Write each entry down again precisely, skipping nothing.

..........

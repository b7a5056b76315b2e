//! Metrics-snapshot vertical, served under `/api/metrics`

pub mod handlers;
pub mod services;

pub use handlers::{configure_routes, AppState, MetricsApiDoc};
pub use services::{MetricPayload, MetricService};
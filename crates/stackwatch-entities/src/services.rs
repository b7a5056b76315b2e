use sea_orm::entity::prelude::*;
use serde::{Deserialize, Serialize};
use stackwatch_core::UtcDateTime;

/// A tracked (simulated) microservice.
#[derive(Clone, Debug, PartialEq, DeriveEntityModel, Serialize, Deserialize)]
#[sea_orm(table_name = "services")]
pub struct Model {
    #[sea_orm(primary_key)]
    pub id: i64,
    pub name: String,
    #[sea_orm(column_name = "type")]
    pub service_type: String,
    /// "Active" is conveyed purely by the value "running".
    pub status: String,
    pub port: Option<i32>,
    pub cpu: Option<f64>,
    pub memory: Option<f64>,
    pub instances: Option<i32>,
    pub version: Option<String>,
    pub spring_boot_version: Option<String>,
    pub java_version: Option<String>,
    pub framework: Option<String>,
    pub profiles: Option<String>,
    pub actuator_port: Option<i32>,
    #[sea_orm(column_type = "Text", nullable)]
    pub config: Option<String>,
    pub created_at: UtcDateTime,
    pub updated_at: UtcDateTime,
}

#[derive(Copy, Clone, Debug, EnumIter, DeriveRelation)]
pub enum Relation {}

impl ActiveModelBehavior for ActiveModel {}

..........

- Answer space
repository b7a5056b76315b2e
//! Metrics-snapshot vertical, served under `/api/metrics`

pub mod handlers;
pub mod services;

pub use handlers::{configure_routes, AppState, MetricsApiDoc};
pub use services::{MetricPayload, MetricService};
filename crates/stackwatch-entities/src/services.rs
repository b7a5056b76315b2e
use sea_orm::entity::prelude::*;
use serde::{Deserialize, Serialize};
use stackwatch_core::UtcDateTime;

/// A tracked (simulated) microservice.
#[derive(Clone, Debug, PartialEq, DeriveEntityModel, Serialize, Deserialize)]
#[sea_orm(table_name = "services")]
pub struct Model {
    #[sea_orm(primary_key)]
    pub id: i64,
    pub name: String,
    #[sea_orm(column_name = "type")]
    pub service_type: String,
    /// "Active" is conveyed purely by the value "running".
    pub status: String,
    pub port: Option<i32>,
    pub cpu: Option<f64>,
    pub memory: Option<f64>,
    pub instances: Option<i32>,
    pub version: Option<String>,
    pub spring_boot_version: Option<String>,
    pub java_version: Option<String>,
    pub framework: Option<String>,
    pub profiles: Option<String>,
    pub actuator_port: Option<i32>,
    #[sea_orm(column_type = "Text", nullable)]
    pub config: Option<String>,
    pub created_at: UtcDateTime,
    pub updated_at: UtcDateTime,
}

#[derive(Copy, Clone, Debug, EnumIter, DeriveRelation)]
pub enum Relation {}

impl ActiveModelBehavior for ActiveModel {}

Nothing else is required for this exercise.